* _Work to complete_: Output the whole listing with nothing altered.

* _Data for this exercise_:
__________
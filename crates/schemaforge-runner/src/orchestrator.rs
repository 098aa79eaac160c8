//! Per-dataset pipeline driver.
//!
//! Discovers dataset files under the data root and drives each through
//! load → schema → validate → persist. Load and schema failures are isolated
//! to the file; validation failures are isolated to the record; store
//! failures abort the run, since they mean the persistence layer itself is
//! broken and continuing would silently drop data.

use std::path::{Path, PathBuf};

use thiserror::Error;
use tracing::{error, info, warn};
use walkdir::WalkDir;

use schemaforge_config::{is_dataset_file, Roots};
use schemaforge_ledger::{LedgerError, VersionLedger};
use schemaforge_loader::{load_records, LoadError};
use schemaforge_schema::{get_or_create, validate_record, SchemaError};
use schemaforge_store::{StoreError, TableStore};

/// Errors that abort a whole run.
#[derive(Debug, Error)]
pub enum RunError {
    #[error(transparent)]
    Ledger(#[from] LedgerError),

    #[error(transparent)]
    Store(#[from] StoreError),
}

/// Per-file failure modes that do not abort the run.
#[derive(Debug, Error)]
enum FileError {
    #[error(transparent)]
    Load(#[from] LoadError),

    #[error(transparent)]
    Schema(#[from] SchemaError),

    #[error(transparent)]
    Store(#[from] StoreError),
}

/// Terminal state of one dataset file.
#[derive(Debug, Clone, PartialEq, Eq)]
pub enum FileOutcome {
    /// Content and schema hashes match the ledger; nothing to do.
    Skipped,

    /// Processed to completion. `inserted` may be zero when every record
    /// failed validation; the table is not touched in that case.
    Done { inserted: usize, invalid: usize },

    /// Load or schema failure; the rest of the batch continued.
    Failed { reason: String },
}

/// Aggregated outcome of one run.
#[derive(Debug, Default)]
pub struct RunSummary {
    pub outcomes: Vec<(String, FileOutcome)>,
}

impl RunSummary {
    fn record(&mut self, key: String, outcome: FileOutcome) {
        self.outcomes.push((key, outcome));
    }

    pub fn outcome(&self, key: &str) -> Option<&FileOutcome> {
        self.outcomes.iter().find(|(k, _)| k == key).map(|(_, o)| o)
    }

    pub fn skipped(&self) -> usize {
        self.count(|o| matches!(o, FileOutcome::Skipped))
    }

    pub fn processed(&self) -> usize {
        self.count(|o| matches!(o, FileOutcome::Done { .. }))
    }

    pub fn failed(&self) -> usize {
        self.count(|o| matches!(o, FileOutcome::Failed { .. }))
    }

    pub fn invalid_records(&self) -> usize {
        self.outcomes
            .iter()
            .map(|(_, o)| match o {
                FileOutcome::Done { invalid, .. } => *invalid,
                _ => 0,
            })
            .sum()
    }

    fn count(&self, pred: impl Fn(&FileOutcome) -> bool) -> usize {
        self.outcomes.iter().filter(|(_, o)| pred(o)).count()
    }
}

/// Drives the full pipeline over every discovered dataset.
pub struct Orchestrator {
    roots: Roots,
    ledger: VersionLedger,
}

impl Orchestrator {
    pub fn new(roots: Roots) -> Result<Self, RunError> {
        let ledger = VersionLedger::load(&roots.ledger_file)?;
        Ok(Self { roots, ledger })
    }

    /// Process every dataset under the data root. The ledger is flushed once
    /// at the end — also on a store failure, so earlier files' commits are
    /// not lost.
    pub fn run(&mut self) -> Result<RunSummary, RunError> {
        let files = self.discover();
        info!(datasets = files.len(), data_dir = %self.roots.data_dir.display(), "run started");

        let mut summary = RunSummary::default();
        for data_path in files {
            let Some(key) = self.roots.dataset_key(&data_path) else {
                continue;
            };
            let schema_path = self.roots.schema_path(&data_path);

            let check = self.ledger.check(&key, &data_path, &schema_path)?;
            if !check.process {
                info!(dataset = %key, "unchanged, skipping");
                summary.record(key, FileOutcome::Skipped);
                continue;
            }

            match self.process_file(&data_path, &schema_path) {
                Ok(outcome) => {
                    // Commit only after the dataset reached a terminal
                    // success state; the schema hash is recomputed so a
                    // freshly generated artifact is captured.
                    self.ledger.commit(&key, &data_path, &schema_path)?;
                    summary.record(key, outcome);
                }
                Err(FileError::Store(e)) => {
                    error!(dataset = %key, error = %e, "store failure, aborting run");
                    let _ = self.ledger.flush();
                    return Err(RunError::Store(e));
                }
                Err(e) => {
                    error!(dataset = %key, error = %e, "dataset failed, continuing");
                    summary.record(key, FileOutcome::Failed { reason: e.to_string() });
                }
            }
        }

        self.ledger.flush()?;
        info!(
            processed = summary.processed(),
            skipped = summary.skipped(),
            failed = summary.failed(),
            invalid_records = summary.invalid_records(),
            "run finished"
        );
        Ok(summary)
    }

    /// Dataset files under the data root, in sorted order for deterministic
    /// runs.
    fn discover(&self) -> Vec<PathBuf> {
        let mut files: Vec<PathBuf> = WalkDir::new(&self.roots.data_dir)
            .into_iter()
            .filter_map(|e| e.ok())
            .filter(|e| e.file_type().is_file())
            .map(|e| e.into_path())
            .filter(|p| is_dataset_file(p))
            .collect();
        files.sort();
        files
    }

    fn process_file(
        &self,
        data_path: &Path,
        schema_path: &Path,
    ) -> Result<FileOutcome, FileError> {
        info!(path = %data_path.display(), "processing dataset");

        let records = load_records(data_path)?;
        let table = Roots::table_name(data_path);
        let schema = get_or_create(schema_path, &table, &records)?;

        let mut valid = Vec::with_capacity(records.len());
        let mut invalid = 0usize;
        for (entry, record) in records.into_iter().enumerate() {
            match validate_record(&record, &schema) {
                Ok(()) => valid.push(record),
                Err(e) => {
                    error!(
                        path = %data_path.display(),
                        entry,
                        field = %e.field(),
                        error = %e,
                        "validation error, record excluded"
                    );
                    invalid += 1;
                }
            }
        }
        if invalid > 0 {
            warn!(
                path = %data_path.display(),
                invalid,
                valid = valid.len(),
                "dataset had invalid records"
            );
        }

        if valid.is_empty() {
            warn!(path = %data_path.display(), "no valid records to insert");
            return Ok(FileOutcome::Done { inserted: 0, invalid });
        }

        let db_path = self.roots.db_path(data_path);
        let mut store = TableStore::open(&db_path)?;
        store.create_table(&schema)?;
        let inserted = store.upsert(&valid, &schema)?;
        info!(
            table = %schema.table,
            db = %db_path.display(),
            inserted,
            "dataset persisted"
        );

        Ok(FileOutcome::Done { inserted, invalid })
    }
}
__________
* _Response to this task_:
filename crates/schemaforge-runner/src/orchestrator.rs
repository 098aa79eaac160c8
//! Per-dataset pipeline driver.
//!
//! Discovers dataset files under the data root and drives each through
//! load → schema → validate → persist. Load and schema failures are isolated
//! to the file; validation failures are isolated to the record; store
//! failures abort the run, since they mean the persistence layer itself is
//! broken and continuing would silently drop data.

use std::path::{Path, PathBuf};

use thiserror::Error;
use tracing::{error, info, warn};
use walkdir::WalkDir;

use schemaforge_config::{is_dataset_file, Roots};
use schemaforge_ledger::{LedgerError, VersionLedger};
use schemaforge_loader::{load_records, LoadError};
use schemaforge_schema::{get_or_create, validate_record, SchemaError};
use schemaforge_store::{StoreError, TableStore};

/// Errors that abort a whole run.
#[derive(Debug, Error)]
pub enum RunError {
    #[error(transparent)]
    Ledger(#[from] LedgerError),

    #[error(transparent)]
    Store(#[from] StoreError),
}

/// Per-file failure modes that do not abort the run.
#[derive(Debug, Error)]
enum FileError {
    #[error(transparent)]
    Load(#[from] LoadError),

    #[error(transparent)]
    Schema(#[from] SchemaError),

    #[error(transparent)]
    Store(#[from] StoreError),
}

/// Terminal state of one dataset file.
#[derive(Debug, Clone, PartialEq, Eq)]
pub enum FileOutcome {
    /// Content and schema hashes match the ledger; nothing to do.
    Skipped,

    /// Processed to completion. `inserted` may be zero when every record
    /// failed validation; the table is not touched in that case.
    Done { inserted: usize, invalid: usize },

    /// Load or schema failure; the rest of the batch continued.
    Failed { reason: String },
}

/// Aggregated outcome of one run.
#[derive(Debug, Default)]
pub struct RunSummary {
    pub outcomes: Vec<(String, FileOutcome)>,
}

impl RunSummary {
    fn record(&mut self, key: String, outcome: FileOutcome) {
        self.outcomes.push((key, outcome));
    }

    pub fn outcome(&self, key: &str) -> Option<&FileOutcome> {
        self.outcomes.iter().find(|(k, _)| k == key).map(|(_, o)| o)
    }

    pub fn skipped(&self) -> usize {
        self.count(|o| matches!(o, FileOutcome::Skipped))
    }

    pub fn processed(&self) -> usize {
        self.count(|o| matches!(o, FileOutcome::Done { .. }))
    }

    pub fn failed(&self) -> usize {
        self.count(|o| matches!(o, FileOutcome::Failed { .. }))
    }

    pub fn invalid_records(&self) -> usize {
        self.outcomes
            .iter()
            .map(|(_, o)| match o {
                FileOutcome::Done { invalid, .. } => *invalid,
                _ => 0,
            })
            .sum()
    }

    fn count(&self, pred: impl Fn(&FileOutcome) -> bool) -> usize {
        self.outcomes.iter().filter(|(_, o)| pred(o)).count()
    }
}

/// Drives the full pipeline over every discovered dataset.
pub struct Orchestrator {
    roots: Roots,
    ledger: VersionLedger,
}

impl Orchestrator {
    pub fn new(roots: Roots) -> Result<Self, RunError> {
        let ledger = VersionLedger::load(&roots.ledger_file)?;
        Ok(Self { roots, ledger })
    }

    /// Process every dataset under the data root. The ledger is flushed once
    /// at the end — also on a store failure, so earlier files' commits are
    /// not lost.
    pub fn run(&mut self) -> Result<RunSummary, RunError> {
        let files = self.discover();
        info!(datasets = files.len(), data_dir = %self.roots.data_dir.display(), "run started");

        let mut summary = RunSummary::default();
        for data_path in files {
            let Some(key) = self.roots.dataset_key(&data_path) else {
                continue;
            };
            let schema_path = self.roots.schema_path(&data_path);

            let check = self.ledger.check(&key, &data_path, &schema_path)?;
            if !check.process {
                info!(dataset = %key, "unchanged, skipping");
                summary.record(key, FileOutcome::Skipped);
                continue;
            }

            match self.process_file(&data_path, &schema_path) {
                Ok(outcome) => {
                    // Commit only after the dataset reached a terminal
                    // success state; the schema hash is recomputed so a
                    // freshly generated artifact is captured.
                    self.ledger.commit(&key, &data_path, &schema_path)?;
                    summary.record(key, outcome);
                }
                Err(FileError::Store(e)) => {
                    error!(dataset = %key, error = %e, "store failure, aborting run");
                    let _ = self.ledger.flush();
                    return Err(RunError::Store(e));
                }
                Err(e) => {
                    error!(dataset = %key, error = %e, "dataset failed, continuing");
                    summary.record(key, FileOutcome::Failed { reason: e.to_string() });
                }
            }
        }

        self.ledger.flush()?;
        info!(
            processed = summary.processed(),
            skipped = summary.skipped(),
            failed = summary.failed(),
            invalid_records = summary.invalid_records(),
            "run finished"
        );
        Ok(summary)
    }

    /// Dataset files under the data root, in sorted order for deterministic
    /// runs.
    fn discover(&self) -> Vec<PathBuf> {
        let mut files: Vec<PathBuf> = WalkDir::new(&self.roots.data_dir)
            .into_iter()
            .filter_map(|e| e.ok())
            .filter(|e| e.file_type().is_file())
            .map(|e| e.into_path())
            .filter(|p| is_dataset_file(p))
            .collect();
        files.sort();
        files
    }

    fn process_file(
        &self,
        data_path: &Path,
        schema_path: &Path,
    ) -> Result<FileOutcome, FileError> {
        info!(path = %data_path.display(), "processing dataset");

        let records = load_records(data_path)?;
        let table = Roots::table_name(data_path);
        let schema = get_or_create(schema_path, &table, &records)?;

        let mut valid = Vec::with_capacity(records.len());
        let mut invalid = 0usize;
        for (entry, record) in records.into_iter().enumerate() {
            match validate_record(&record, &schema) {
                Ok(()) => valid.push(record),
                Err(e) => {
                    error!(
                        path = %data_path.display(),
                        entry,
                        field = %e.field(),
                        error = %e,
                        "validation error, record excluded"
                    );
                    invalid += 1;
                }
            }
        }
        if invalid > 0 {
            warn!(
                path = %data_path.display(),
                invalid,
                valid = valid.len(),
                "dataset had invalid records"
            );
        }

        if valid.is_empty() {
            warn!(path = %data_path.display(), "no valid records to insert");
            return Ok(FileOutcome::Done { inserted: 0, invalid });
        }

        let db_path = self.roots.db_path(data_path);
        let mut store = TableStore::open(&db_path)?;
        store.create_table(&schema)?;
        let inserted = store.upsert(&valid, &schema)?;
        info!(
            table = %schema.table,
            db = %db_path.display(),
            inserted,
            "dataset persisted"
        );

        Ok(FileOutcome::Done { inserted, invalid })
    }
}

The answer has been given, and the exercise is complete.